It is a part of yourself
You have never seen.
I see it every day.
I want to leave you
Diminished.)

17
    Z ee needed to get off campus for her own sanity, which was the only reason she’d agreed to meet Gracie at the Chippeway Club. It was one of those places she’d rather not be seen, on principle, by some faculty member who’d wrangled an invitation.

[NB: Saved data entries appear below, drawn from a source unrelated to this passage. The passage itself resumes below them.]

// crates/es-connection-core/src/resolver.rs
// ============================================================================
// Module: Scope-Aware Resolver
// Description: Derives the effective connection model for a usage scope.
// Purpose: Give every renderer one inspectable, scope-specific model.
// Dependencies: crate::{catalog, graph}, serde
// ============================================================================

//! ## Overview
//! The connection block is used in two places. At provider level, fields
//! fall back to environment variables, and environment defaults cannot be
//! combined with "required together" validation: a value injected by a
//! default must not trip a check that its partner is also set. Credential
//! requires edges are therefore dropped there. At resource level no
//! defaults are injected, every requires edge is enforced, and the block
//! carries a deprecation note.
//!
//! Client-certificate pairing and all conflicts are active in both scopes.
//!
//! [`resolve`] is a pure function; calling it twice with the same inputs
//! yields equal models.

// ============================================================================
// SECTION: Imports
// ============================================================================

use std::fmt;

use serde::Serialize;
use serde::Serializer;

use crate::catalog::Catalog;
use crate::catalog::FallbackValue;
use crate::catalog::FieldName;
use crate::catalog::FieldType;
use crate::catalog::catalog;
use crate::graph::ConflictsEdge;
use crate::graph::ConstraintGraph;
use crate::graph::RequiresEdge;
use crate::graph::RequiresKind;
use crate::graph::constraint_graph;

// ============================================================================
// SECTION: Constants
// ============================================================================

/// Deprecation note attached to resource-level connection blocks.
pub const DEPRECATION_MESSAGE: &str = "This property will be removed in a future provider \
                                       version. Configure the Elasticsearch connection via the \
                                       provider configuration instead.";

/// Leading sentence of the block description.
pub const BLOCK_DESCRIPTION: &str = "Elasticsearch connection configuration block.";

// ============================================================================
// SECTION: Scope
// ============================================================================

/// Usage context of a connection block.
#[derive(Debug, Clone, Copy, PartialEq, Eq, Hash, Serialize)]
#[serde(rename_all = "snake_case")]
pub enum Scope {
    /// Provider configuration: env defaults on, credential pairing off.
    ProviderLevel,
    /// Per-resource override: no defaults, all pairing on, deprecated.
    ResourceLevel,
}

impl Scope {
    /// Both scopes, provider level first.
    pub const ALL: [Self; 2] = [Self::ProviderLevel, Self::ResourceLevel];

    /// Returns true when environment defaults are injected in this scope.
    #[must_use]
    pub const fn allows_defaults(self) -> bool {
        matches!(self, Self::ProviderLevel)
    }

    /// Returns true when requires edges of `kind` are enforced in this scope.
    #[must_use]
    pub const fn enforces(self, kind: RequiresKind) -> bool {
        match kind {
            RequiresKind::Credential => !self.allows_defaults(),
            RequiresKind::ClientCertificate => true,
        }
    }

    /// Returns the stable label for this scope.
    #[must_use]
    pub const fn as_str(self) -> &'static str {
        match self {
            Self::ProviderLevel => "provider_level",
            Self::ResourceLevel => "resource_level",
        }
    }
}

impl fmt::Display for Scope {
    fn fmt(&self, f: &mut fmt::Formatter<'_>) -> fmt::Result {
        f.write_str(self.as_str())
    }
}

// ============================================================================
// SECTION: Effective Model
// ============================================================================

/// Resolved default behavior of a field.
///
/// Renders as `none`, `env:<VAR>`, or `env:<VAR>,fallback:<value>`; the
/// variable name and fallback are reproduced byte-for-byte.
#[derive(Debug, Clone, Copy, PartialEq, Eq, Hash)]
pub enum DefaultDirective {
    /// No default is injected.
    None,
    /// Read `var`, then fall back to `fallback` when present.
    Env {
        /// Environment variable name.
        var: &'static str,
        /// Literal used when the variable is unset.
        fallback: Option<FallbackValue>,
    },
}

impl DefaultDirective {
    /// Returns true when no default is injected.
    #[must_use]
    pub const fn is_none(&self) -> bool {
        matches!(self, Self::None)
    }
}

impl fmt::Display for DefaultDirective {
    fn fmt(&self, f: &mut fmt::Formatter<'_>) -> fmt::Result {
        match self {
            Self::None => f.write_str("none"),
            Self::Env {
                var,
                fallback: None,
            } => write!(f, "env:{var}"),
            Self::Env {
                var,
                fallback: Some(value),
            } => write!(f, "env:{var},fallback:{value}"),
        }
    }
}

impl Serialize for DefaultDirective {
    fn serialize<S: Serializer>(&self, serializer: S) -> Result<S::Ok, S::Error> {
        serializer.collect_str(self)
    }
}

/// Field as seen by a renderer in a specific scope.
#[derive(Debug, Clone, Copy, PartialEq, Eq, Serialize)]
pub struct EffectiveField {
    /// Field name.
    pub name: FieldName,
    /// Value type.
    #[serde(rename = "type")]
    pub field_type: FieldType,
    /// Value must never be echoed or logged.
    pub sensitive: bool,
    /// Always true.
    pub optional: bool,
    /// Markdown description.
    pub description: &'static str,
    /// Default directive for this scope.
    pub default: DefaultDirective,
}

/// Scope-specific view of the catalog and constraint graph.
#[derive(Debug, Clone, PartialEq, Eq, Serialize)]
pub struct EffectiveModel {
    /// Scope the model was resolved for.
    scope: Scope,
    /// Fields in catalog order.
    fields: Vec<EffectiveField>,
    /// Requires edges active in this scope.
    requires: Vec<RequiresEdge>,
    /// All conflicts edges.
    conflicts: Vec<ConflictsEdge>,
    /// Deprecation note, resource level only.
    deprecation: Option<&'static str>,
}

impl EffectiveModel {
    /// Returns the scope the model was resolved for.
    #[must_use]
    pub const fn scope(&self) -> Scope {
        self.scope
    }

    /// Returns the fields in catalog order.
    #[must_use]
    pub fn fields(&self) -> &[EffectiveField] {
        &self.fields
    }

    /// Returns the resolved field named `name`.
    #[must_use]
    pub fn field(&self, name: FieldName) -> Option<&EffectiveField> {
        self.fields.iter().find(|field| field.name == name)
    }

    /// Returns the requires edges active in this scope.
    #[must_use]
    pub fn requires_edges(&self) -> &[RequiresEdge] {
        &self.requires
    }

    /// Returns every conflicts edge.
    #[must_use]
    pub fn conflicts_edges(&self) -> &[ConflictsEdge] {
        &self.conflicts
    }

    /// Returns true when setting `field` obligates `other` in this scope.
    #[must_use]
    pub fn requires(&self, field: FieldName, other: FieldName) -> bool {
        self.requires.iter().any(|edge| edge.field == field && edge.requires == other)
    }

    /// Returns true when `field` and `other` are mutually exclusive.
    #[must_use]
    pub fn conflicts(&self, field: FieldName, other: FieldName) -> bool {
        self.conflicts.iter().any(|edge| edge.field == field && edge.conflicts_with == other)
    }

    /// Returns the default directive for `name`; `None` for unknown fields.
    #[must_use]
    pub fn default_directive(&self, name: FieldName) -> DefaultDirective {
        self.field(name).map_or(DefaultDirective::None, |field| field.default)
    }

    /// Returns the deprecation note, if any.
    #[must_use]
    pub const fn deprecation(&self) -> Option<&'static str> {
        self.deprecation
    }

    /// Returns the block description followed by a space and the
    /// deprecation note. Without a note the trailing space remains.
    #[must_use]
    pub fn block_description(&self) -> String {
        format!("{BLOCK_DESCRIPTION} {}", self.deprecation.unwrap_or_default())
    }
}

// ============================================================================
// SECTION: Resolution
// ============================================================================

/// Resolves `catalog` and `graph` into the effective model for `scope`.
#[must_use]
pub fn resolve(catalog: &Catalog, graph: &ConstraintGraph, scope: Scope) -> EffectiveModel {
    let fields = catalog
        .fields()
        .iter()
        .map(|spec| {
            let default = match spec.default_source {
                Some(source) if scope.allows_defaults() => DefaultDirective::Env {
                    var: source.env_var,
                    fallback: source.fallback,
                },
                _ => DefaultDirective::None,
            };
            EffectiveField {
                name: spec.name,
                field_type: spec.field_type,
                sensitive: spec.sensitive,
                optional: spec.optional,
                description: spec.description,
                default,
            }
        })
        .collect();
    let requires = graph
        .requires_edges()
        .iter()
        .copied()
        .filter(|edge| scope.enforces(edge.kind))
        .collect();
    let deprecation = match scope {
        Scope::ProviderLevel => None,
        Scope::ResourceLevel => Some(DEPRECATION_MESSAGE),
    };
    EffectiveModel {
        scope,
        fields,
        requires,
        conflicts: graph.conflicts_edges().to_vec(),
        deprecation,
    }
}

/// Builds the effective model for `scope` from the process-wide catalog and
/// graph. This is the boundary renderers consume.
#[must_use]
pub fn build_effective_model(scope: Scope) -> EffectiveModel {
    resolve(catalog(), constraint_graph(), scope)
}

    Gracie reclined by the pool in a pink one-piece, her limbs tan and slim. Zee joined her and watched the lunchtime calm at the kiddie end as children sat by their nannies to digest their grilled cheeses. Between the pool and the golf course stretched a field of browning grass decorated with three white teepees, some kind of sick and inaccurate homage to the Chippewa, who hadn’t really lived here anyway. Zee herself hadn’t set foot at the club till after her father died, when her mother shocked her by saying they’d been members all along, and now that her father couldn’t object they were free to go there, and wouldn’t Zee like to learn golf? As a teenager she knew that the other kids, the fun ones, would sneak out to the teepees during weddings and graduation parties to deflower each other and finish the wine they’d stolen.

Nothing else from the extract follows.